• Work order: Using the data beneath this instruction, retype only the lines from the one that contains "use serde::Serialize;" down to the one that contains "given row leaves", both included, exactly as they appear.

=== Listed records ===

//! Domain records produced by the transform engine.
//!
//! - [`Order`] - Purchase order assembled field by field from one CSV row

use bigdecimal::BigDecimal;
use chrono::NaiveDate;
use serde::Serialize;

use crate::error::RuleError;
use crate::transform::dsl::value::{FieldKind, FieldValue, TargetRecord};

/// A purchase order assembled from one CSV row.
///
/// Every mapped field is optional; a rule that fails on a given row leaves
/// its field unset rather than discarding the whole record.
#[derive(Debug, Clone, PartialEq, Serialize)]
pub struct Order {
    /// Numeric order identifier.
    pub order_id: Option<i64>,
    /// Date the order was placed.
    pub order_date: Option<NaiveDate>,
    /// Product code, e.g. `P-10001`.
    pub product_id: Option<String>,
    /// Display name of the product.
    pub product_name: Option<String>,
    /// Ordered quantity, exact decimal.
    pub quantity: Option<BigDecimal>,
    /// Unit of measure. Orders are always quoted in kilograms.
    pub unit: String,
}

impl Default for Order {
    fn default() -> Self {
        Self {
            order_id: None,
            order_date: None,
            product_id: None,
            product_name: None,
            quantity: None,
            unit: "kg".to_string(),
        }
    }
}

impl TargetRecord for Order {
    fn field_kind(field: &str) -> Option<FieldKind> {
        match field {
            "order_id" => Some(FieldKind::Integer),
            "order_date" => Some(FieldKind::Date),
            "product_id" | "product_name" => Some(FieldKind::Text),
            "quantity" => Some(FieldKind::Decimal),
            _ => None,
        }
    }

    fn set_field(&mut self, field: &str, value: FieldValue) -> Result<(), RuleError> {
        match (field, value) {
            ("order_id", FieldValue::Integer(v)) => self.order_id = Some(v),
            ("order_date", FieldValue::Date(v)) => self.order_date = Some(v),
            ("product_id", FieldValue::Text(v)) => self.product_id = Some(v),
            ("product_name", FieldValue::Text(v)) => self.product_name = Some(v),
            ("quantity", FieldValue::Decimal(v)) => self.quantity = Some(v),
            (field, value) => match Self::field_kind(field) {
                Some(expected) => {
                    return Err(RuleError::KindMismatch {
                        field: field.to_string(),
                        expected,
                        actual: value.kind(),
                    });
                }
                None => {
                    return Err(RuleError::UnknownField {
                        field: field.to_string(),
                    });
                }
            },
        }
        Ok(())
    }
}
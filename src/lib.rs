//! # Rowcast - rule-driven CSV to record transformation
//!
//! Rowcast turns raw CSV rows into typed domain records. A declarative JSON
//! rule set names, for each record field, which cells to pick, how to format
//! them and which type to build, so new input layouts need a new rules file,
//! not new code.
//!
//! ## Architecture
//!
//! ```text
//! ┌─────────────┐     ┌─────────────┐     ┌─────────────┐     ┌─────────────┐
//! │   CSV File  │────▶│   Parser    │────▶│  Transform  │────▶│   Records   │
//! │  (ISO/UTF8) │     │  (auto-enc) │     │ (rule DSL)  │     │ (typed JSON)│
//! └─────────────┘     └─────────────┘     └─────────────┘     └─────────────┘
//! ```
//!
//! ## Quick Start
//!
//! ```rust,ignore
//! use rowcast::{transform_file, TransformOptions};
//! use std::path::Path;
//!
//! fn main() {
//!     let outcome = transform_file(
//!         Path::new("orders.csv"),
//!         Path::new("rules.json"),
//!         &TransformOptions::default(),
//!     )
//!     .unwrap();
//!     println!("Built {} orders", outcome.orders.len());
//! }
//! ```
//!
//! ## Modules
//!
//! - [`error`] - Hierarchical error types, one enum per failure tier
//! - [`diagnostics`] - Injectable sink for per-row failure reports
//! - [`models`] - Domain records ([`Order`])
//! - [`parser`] - CSV reading with encoding and delimiter auto-detection
//! - [`transform`] - Rule DSL, value construction, engine and pipeline

// Core modules
pub mod diagnostics;
pub mod error;
pub mod models;

// Parsing
pub mod parser;

// Transformation
pub mod transform;

pub use transform::dsl;

// =============================================================================
// Re-exports - Error types
// =============================================================================

pub use error::{
    CsvError,
    CsvResult,
    LoadError,
    LoadResult,
    PipelineError,
    PipelineResult,
    RowError,
    RowResult,
    RuleError,
    RuleResult,
};

// =============================================================================
// Re-exports - Diagnostics
// =============================================================================

pub use diagnostics::{DiagnosticsSink, LogSink, RecordingSink};

// =============================================================================
// Re-exports - Models
// =============================================================================

pub use models::Order;

// =============================================================================
// Re-exports - CSV Parsing
// =============================================================================

pub use parser::{
    decode_content,
    detect_delimiter,
    detect_encoding,
    read_rows,
    CsvSource,
};

// =============================================================================
// Re-exports - DSL
// =============================================================================

pub use transform::dsl::{
    example_rules,
    proper_case,
    CaseMode,
    ConstructorRegistry,
    FieldKind,
    FieldValue,
    RecordTransformer,
    Row,
    Rule,
    RuleSet,
    TargetRecord,
    ValueSpec,
    DATE_TYPE,
};

// =============================================================================
// Re-exports - Pipeline
// =============================================================================

pub use transform::pipeline::{
    transform_bytes,
    transform_file,
    transform_source,
    CsvInfo,
    PipelineOutcome,
    TransformOptions,
};
//! Reporting for per-row transform failures.
//!
//! Data-tier errors do not abort a batch; they are reported through a
//! [`DiagnosticsSink`] and the affected field is left unset. The engine
//! takes the sink as an injected dependency so callers can route reports
//! to the log, collect them for assertions, or forward them elsewhere.

use std::sync::Mutex;

use crate::error::RowError;
use crate::transform::dsl::value::Row;

/// Receiver for data-tier failures raised while transforming a row.
pub trait DiagnosticsSink: Send + Sync {
    /// Called once per failed rule application with the offending row.
    fn row_error(&self, error: &RowError, field: &str, row: &Row);
}

/// Default sink forwarding reports to the `log` facade.
#[derive(Debug, Default)]
pub struct LogSink;

impl DiagnosticsSink for LogSink {
    fn row_error(&self, error: &RowError, field: &str, row: &Row) {
        log::warn!("error with {row:?}: field '{field}': {error}");
    }
}

/// Sink capturing formatted reports in memory.
///
/// Used by tests to assert on what was reported without a logger.
#[derive(Debug, Default)]
pub struct RecordingSink {
    messages: Mutex<Vec<String>>,
}

impl RecordingSink {
    pub fn new() -> Self {
        Self::default()
    }

    /// Snapshot of the reports captured so far.
    pub fn messages(&self) -> Vec<String> {
        self.messages.lock().unwrap_or_else(|e| e.into_inner()).clone()
    }

    pub fn is_empty(&self) -> bool {
        self.messages().is_empty()
    }
}

impl DiagnosticsSink for RecordingSink {
    fn row_error(&self, error: &RowError, field: &str, row: &Row) {
        let message = format!("error with {row:?}: field '{field}': {error}");
        self.messages
            .lock()
            .unwrap_or_else(|e| e.into_inner())
            .push(message);
    }
}
//! Error types for the rowcast transformation engine.
//!
//! This module defines a hierarchy of error types:
//!
//! - [`CsvError`] - CSV source errors
//! - [`LoadError`] - rule set loading and compilation errors
//! - [`RowError`] - per-row data errors, recovered at single-rule granularity
//! - [`RuleError`] - structural rule set errors, fatal to an engine instance
//! - [`PipelineError`] - top-level orchestration errors
//!
//! Error conversion is automatic via `From` implementations,
//! allowing `?` to work across error boundaries.
//!
//! [`RowError`] and [`RuleError`] are the two failure tiers of the engine:
//! a `RowError` marks bad data in one cell of one row and never stops the
//! batch, while a `RuleError` marks a rule set that cannot work against the
//! target record type and poisons every subsequent row the same way.

use thiserror::Error;

use crate::transform::dsl::value::FieldKind;

// =============================================================================
// CSV Source Errors
// =============================================================================

/// Errors while reading rows from a CSV source.
#[derive(Debug, Error)]
pub enum CsvError {
    /// Failed to read input.
    #[error("Failed to read input: {0}")]
    IoError(#[from] std::io::Error),

    /// Failed to decode input bytes.
    #[error("Failed to decode input: {0}")]
    EncodingError(String),

    /// Malformed CSV.
    #[error("Invalid CSV: {0}")]
    ParseError(#[from] csv::Error),

    /// Delimiter outside the ASCII range.
    #[error("Unsupported delimiter '{0}': not an ASCII character")]
    Delimiter(char),

    /// Empty input.
    #[error("CSV input is empty")]
    EmptyFile,
}

// =============================================================================
// Rule Set Loading Errors
// =============================================================================

/// Errors while loading or compiling a rule set.
#[derive(Debug, Error)]
pub enum LoadError {
    /// Failed to read the rules file.
    #[error("Failed to read rules: {0}")]
    IoError(#[from] std::io::Error),

    /// Rules are not valid JSON or do not match the expected shape.
    #[error("Invalid rules JSON: {0}")]
    JsonError(#[from] serde_json::Error),

    /// A filter pattern does not compile as a regex.
    #[error("Invalid filter pattern '{pattern}': {source}")]
    FilterError {
        pattern: String,
        #[source]
        source: regex::Error,
    },

    /// A date rule is missing its format pattern.
    #[error("Rule for field '{field}' builds a date but has no dateFormat")]
    MissingDateFormat { field: String },

    /// The rule set contains no rules.
    #[error("Rule set contains no transforms")]
    Empty,
}

// =============================================================================
// Row-Level Errors (data tier)
// =============================================================================

/// Per-row data errors.
///
/// These are recovered at single-rule granularity: the failure is reported
/// through the diagnostics sink, the target field stays unset, and
/// processing moves on to the next rule and the next row.
#[derive(Debug, Error)]
pub enum RowError {
    /// A template placeholder references a column the row does not have.
    #[error("column {index} out of range for row with {width} cells")]
    ColumnOutOfRange { index: usize, width: usize },

    /// The declared type name has no registered constructor.
    #[error("no value constructor registered for type '{name}'")]
    UnknownType { name: String },

    /// A formatted string cannot be coerced into the declared type.
    #[error("cannot build {kind} from '{value}': {reason}")]
    Format {
        kind: String,
        value: String,
        reason: String,
    },

    /// A formatted string does not parse against the declared date pattern.
    #[error("cannot parse date '{value}' with format '{pattern}': {source}")]
    DateParse {
        value: String,
        pattern: String,
        #[source]
        source: chrono::ParseError,
    },
}

// =============================================================================
// Rule Set Errors (structural tier)
// =============================================================================

/// Structural mismatches between the rule set and the target record type.
///
/// Fatal to the engine instance: every row would hit the same problem, so
/// processing stops rather than silently producing wrong results.
#[derive(Debug, Error)]
pub enum RuleError {
    /// The rule names a field the target record does not have.
    #[error("target record has no field '{field}'")]
    UnknownField { field: String },

    /// The rule builds a value kind the named field does not accept.
    #[error("field '{field}' takes {expected}, not {actual}")]
    KindMismatch {
        field: String,
        expected: FieldKind,
        actual: FieldKind,
    },
}

// =============================================================================
// Pipeline Errors (top-level)
// =============================================================================

/// Top-level pipeline orchestration errors.
///
/// This is the main error type returned by [`crate::transform::pipeline`]
/// entry points. It wraps all lower-level errors.
#[derive(Debug, Error)]
pub enum PipelineError {
    /// CSV source error.
    #[error("CSV error: {0}")]
    Csv(#[from] CsvError),

    /// Rule set loading error.
    #[error("Rules error: {0}")]
    Load(#[from] LoadError),

    /// Structural rule set error.
    #[error("Rules error: {0}")]
    Rules(#[from] RuleError),

    /// IO error outside the CSV/rules readers.
    #[error("IO error: {0}")]
    IoError(#[from] std::io::Error),
}

// =============================================================================
// Result Type Aliases
// =============================================================================

/// Result type for CSV source operations.
pub type CsvResult<T> = Result<T, CsvError>;

/// Result type for rule set loading.
pub type LoadResult<T> = Result<T, LoadError>;

/// Result type for per-rule value production.
pub type RowResult<T> = Result<T, RowError>;

/// Result type for whole-engine operations.
pub type RuleResult<T> = Result<T, RuleError>;

/// Result type for pipeline operations.
pub type PipelineResult<T> = Result<T, PipelineError>;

===

• Reply to the task:
use serde::Serialize;

use crate::error::RuleError;
use crate::transform::dsl::value::{FieldKind, FieldValue, TargetRecord};

/// A purchase order assembled from one CSV row.
///
/// Every mapped field is optional; a rule that fails on a given row leaves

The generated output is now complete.